**What you will do:** Using the entries below, show all lines with the string "applied".

**Records shown:**
+ + + + + + +

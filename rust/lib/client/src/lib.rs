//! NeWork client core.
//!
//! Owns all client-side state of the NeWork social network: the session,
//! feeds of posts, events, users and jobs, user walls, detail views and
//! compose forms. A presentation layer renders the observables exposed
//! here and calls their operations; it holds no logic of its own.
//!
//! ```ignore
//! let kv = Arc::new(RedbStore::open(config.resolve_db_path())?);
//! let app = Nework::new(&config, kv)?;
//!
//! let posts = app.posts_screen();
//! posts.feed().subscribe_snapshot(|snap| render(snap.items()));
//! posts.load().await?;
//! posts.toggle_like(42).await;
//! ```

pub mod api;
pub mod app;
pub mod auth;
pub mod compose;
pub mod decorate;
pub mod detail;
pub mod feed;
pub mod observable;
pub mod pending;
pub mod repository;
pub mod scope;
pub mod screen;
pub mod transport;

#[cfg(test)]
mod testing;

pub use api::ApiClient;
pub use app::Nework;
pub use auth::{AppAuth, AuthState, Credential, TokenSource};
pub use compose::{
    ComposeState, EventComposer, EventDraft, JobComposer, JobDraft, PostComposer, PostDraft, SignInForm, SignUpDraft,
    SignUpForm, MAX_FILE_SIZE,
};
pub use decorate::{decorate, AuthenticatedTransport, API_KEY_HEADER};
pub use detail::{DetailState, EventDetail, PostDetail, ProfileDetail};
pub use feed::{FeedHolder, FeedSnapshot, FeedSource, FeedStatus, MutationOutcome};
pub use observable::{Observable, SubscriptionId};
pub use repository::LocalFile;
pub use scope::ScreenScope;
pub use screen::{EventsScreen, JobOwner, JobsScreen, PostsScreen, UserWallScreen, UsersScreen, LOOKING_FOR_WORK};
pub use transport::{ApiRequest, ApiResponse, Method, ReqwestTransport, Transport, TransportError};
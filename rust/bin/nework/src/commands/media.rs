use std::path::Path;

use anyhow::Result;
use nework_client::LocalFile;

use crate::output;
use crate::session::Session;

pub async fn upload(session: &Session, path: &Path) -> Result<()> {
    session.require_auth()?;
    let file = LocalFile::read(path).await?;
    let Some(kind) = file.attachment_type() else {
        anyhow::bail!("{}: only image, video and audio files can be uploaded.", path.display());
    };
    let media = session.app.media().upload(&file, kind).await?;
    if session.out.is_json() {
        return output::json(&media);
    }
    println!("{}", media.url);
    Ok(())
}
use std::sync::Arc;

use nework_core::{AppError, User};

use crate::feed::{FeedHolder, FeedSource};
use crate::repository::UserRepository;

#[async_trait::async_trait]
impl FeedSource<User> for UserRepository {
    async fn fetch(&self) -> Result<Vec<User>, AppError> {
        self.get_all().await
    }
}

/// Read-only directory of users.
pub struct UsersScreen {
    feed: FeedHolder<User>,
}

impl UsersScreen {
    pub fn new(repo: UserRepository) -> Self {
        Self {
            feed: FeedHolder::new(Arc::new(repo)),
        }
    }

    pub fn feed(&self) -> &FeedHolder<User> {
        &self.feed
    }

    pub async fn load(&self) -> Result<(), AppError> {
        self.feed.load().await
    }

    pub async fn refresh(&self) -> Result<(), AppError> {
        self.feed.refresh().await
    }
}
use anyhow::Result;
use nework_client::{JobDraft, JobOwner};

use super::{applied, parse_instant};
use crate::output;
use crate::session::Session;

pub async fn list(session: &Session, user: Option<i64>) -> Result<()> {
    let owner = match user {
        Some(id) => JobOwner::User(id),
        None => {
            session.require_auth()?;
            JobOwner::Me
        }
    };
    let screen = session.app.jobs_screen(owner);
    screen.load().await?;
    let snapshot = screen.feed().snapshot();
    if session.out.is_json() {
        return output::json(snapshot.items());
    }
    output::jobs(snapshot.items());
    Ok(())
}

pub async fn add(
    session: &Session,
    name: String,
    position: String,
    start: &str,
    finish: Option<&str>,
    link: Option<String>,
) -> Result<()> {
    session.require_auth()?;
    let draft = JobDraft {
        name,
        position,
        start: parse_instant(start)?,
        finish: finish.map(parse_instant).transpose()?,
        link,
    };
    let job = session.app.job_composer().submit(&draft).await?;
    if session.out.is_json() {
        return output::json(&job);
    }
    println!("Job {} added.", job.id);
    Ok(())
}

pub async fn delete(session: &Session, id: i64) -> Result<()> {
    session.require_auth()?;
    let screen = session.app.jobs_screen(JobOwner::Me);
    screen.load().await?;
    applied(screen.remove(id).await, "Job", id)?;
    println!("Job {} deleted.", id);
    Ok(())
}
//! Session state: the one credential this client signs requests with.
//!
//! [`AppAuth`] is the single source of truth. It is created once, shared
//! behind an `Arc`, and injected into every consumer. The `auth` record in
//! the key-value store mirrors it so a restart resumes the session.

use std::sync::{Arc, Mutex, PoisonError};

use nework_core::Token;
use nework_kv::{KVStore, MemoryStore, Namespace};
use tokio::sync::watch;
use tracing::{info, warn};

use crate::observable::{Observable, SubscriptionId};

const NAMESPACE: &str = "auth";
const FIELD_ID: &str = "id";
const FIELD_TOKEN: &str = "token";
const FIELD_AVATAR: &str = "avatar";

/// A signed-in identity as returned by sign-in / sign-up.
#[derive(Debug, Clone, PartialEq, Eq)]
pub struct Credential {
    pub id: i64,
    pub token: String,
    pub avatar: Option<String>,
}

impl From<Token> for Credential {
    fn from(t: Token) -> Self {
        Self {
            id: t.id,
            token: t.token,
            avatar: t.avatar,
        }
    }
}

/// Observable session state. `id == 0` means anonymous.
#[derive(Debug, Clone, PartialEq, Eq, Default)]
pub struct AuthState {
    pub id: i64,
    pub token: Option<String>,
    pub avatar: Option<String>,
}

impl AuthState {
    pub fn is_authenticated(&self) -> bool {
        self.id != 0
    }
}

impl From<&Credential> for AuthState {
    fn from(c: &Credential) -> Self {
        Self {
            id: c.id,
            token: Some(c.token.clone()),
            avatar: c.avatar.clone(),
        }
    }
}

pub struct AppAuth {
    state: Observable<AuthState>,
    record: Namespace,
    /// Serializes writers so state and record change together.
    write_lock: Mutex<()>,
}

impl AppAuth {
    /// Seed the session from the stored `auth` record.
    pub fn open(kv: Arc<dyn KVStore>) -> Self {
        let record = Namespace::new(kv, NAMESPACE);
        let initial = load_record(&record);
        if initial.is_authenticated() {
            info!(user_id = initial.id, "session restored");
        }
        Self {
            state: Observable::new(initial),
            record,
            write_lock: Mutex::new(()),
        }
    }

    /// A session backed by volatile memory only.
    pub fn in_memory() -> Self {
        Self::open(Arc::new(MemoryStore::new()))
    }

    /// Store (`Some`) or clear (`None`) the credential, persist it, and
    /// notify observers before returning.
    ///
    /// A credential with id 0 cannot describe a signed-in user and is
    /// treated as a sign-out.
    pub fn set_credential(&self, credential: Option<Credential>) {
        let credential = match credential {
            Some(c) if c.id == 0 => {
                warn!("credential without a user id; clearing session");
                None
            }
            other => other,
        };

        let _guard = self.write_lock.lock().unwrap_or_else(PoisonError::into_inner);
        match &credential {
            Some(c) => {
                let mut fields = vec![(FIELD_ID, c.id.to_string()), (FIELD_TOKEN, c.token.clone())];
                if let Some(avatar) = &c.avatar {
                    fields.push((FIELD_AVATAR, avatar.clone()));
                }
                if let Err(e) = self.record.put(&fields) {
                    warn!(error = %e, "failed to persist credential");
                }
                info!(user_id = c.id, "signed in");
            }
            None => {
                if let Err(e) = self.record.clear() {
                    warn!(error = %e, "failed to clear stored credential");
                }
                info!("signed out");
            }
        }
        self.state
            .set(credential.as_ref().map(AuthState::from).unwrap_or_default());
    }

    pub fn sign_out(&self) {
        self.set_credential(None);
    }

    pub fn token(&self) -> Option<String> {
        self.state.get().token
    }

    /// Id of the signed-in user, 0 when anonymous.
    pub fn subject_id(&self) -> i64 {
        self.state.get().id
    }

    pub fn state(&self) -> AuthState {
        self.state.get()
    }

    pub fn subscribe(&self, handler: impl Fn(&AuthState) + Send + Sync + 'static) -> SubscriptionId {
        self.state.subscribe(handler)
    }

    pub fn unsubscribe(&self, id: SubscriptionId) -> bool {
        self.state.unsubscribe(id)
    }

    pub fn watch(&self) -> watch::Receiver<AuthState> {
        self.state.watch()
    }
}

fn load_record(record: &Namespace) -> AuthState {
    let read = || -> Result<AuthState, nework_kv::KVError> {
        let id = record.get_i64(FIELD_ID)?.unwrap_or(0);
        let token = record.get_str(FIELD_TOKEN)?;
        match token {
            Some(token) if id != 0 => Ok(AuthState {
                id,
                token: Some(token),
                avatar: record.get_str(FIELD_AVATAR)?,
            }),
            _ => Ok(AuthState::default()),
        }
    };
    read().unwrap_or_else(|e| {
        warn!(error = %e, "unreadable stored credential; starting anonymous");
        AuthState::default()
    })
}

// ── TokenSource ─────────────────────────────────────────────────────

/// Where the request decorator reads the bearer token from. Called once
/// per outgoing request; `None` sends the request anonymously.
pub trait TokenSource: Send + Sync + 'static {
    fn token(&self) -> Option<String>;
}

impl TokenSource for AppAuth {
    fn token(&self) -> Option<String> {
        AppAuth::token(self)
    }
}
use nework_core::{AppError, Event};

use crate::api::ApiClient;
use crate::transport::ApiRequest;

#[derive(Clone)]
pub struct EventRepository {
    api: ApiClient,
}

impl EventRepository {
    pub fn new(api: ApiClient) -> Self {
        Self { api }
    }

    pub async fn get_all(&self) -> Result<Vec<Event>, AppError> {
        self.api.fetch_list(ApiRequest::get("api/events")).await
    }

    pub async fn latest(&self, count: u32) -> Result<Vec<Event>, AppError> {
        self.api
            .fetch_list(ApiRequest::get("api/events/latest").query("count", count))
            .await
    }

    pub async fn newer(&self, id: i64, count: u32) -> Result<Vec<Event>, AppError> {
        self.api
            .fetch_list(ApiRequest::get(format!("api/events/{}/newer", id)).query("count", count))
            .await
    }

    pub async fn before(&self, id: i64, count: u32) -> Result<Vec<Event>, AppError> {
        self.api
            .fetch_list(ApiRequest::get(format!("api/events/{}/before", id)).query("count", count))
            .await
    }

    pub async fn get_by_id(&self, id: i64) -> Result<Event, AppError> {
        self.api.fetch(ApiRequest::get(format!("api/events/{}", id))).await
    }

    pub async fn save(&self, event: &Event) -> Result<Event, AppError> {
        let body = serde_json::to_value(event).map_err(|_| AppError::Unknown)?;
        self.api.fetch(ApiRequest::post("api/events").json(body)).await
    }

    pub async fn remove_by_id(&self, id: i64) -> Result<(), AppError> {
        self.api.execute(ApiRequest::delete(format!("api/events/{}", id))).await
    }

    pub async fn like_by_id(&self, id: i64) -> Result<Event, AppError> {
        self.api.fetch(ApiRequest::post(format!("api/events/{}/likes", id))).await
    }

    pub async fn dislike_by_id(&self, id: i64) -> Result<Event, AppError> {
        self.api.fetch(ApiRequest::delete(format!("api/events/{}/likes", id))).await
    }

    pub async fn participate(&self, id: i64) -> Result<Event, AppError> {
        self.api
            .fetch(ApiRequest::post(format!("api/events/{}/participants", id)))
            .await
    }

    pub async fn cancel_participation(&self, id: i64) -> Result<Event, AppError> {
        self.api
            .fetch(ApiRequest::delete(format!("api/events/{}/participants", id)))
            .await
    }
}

+ + + + + + +

**Answer below:**
use super::{applied, parse_instant};
    applied(screen.remove(id).await, "Job", id)?;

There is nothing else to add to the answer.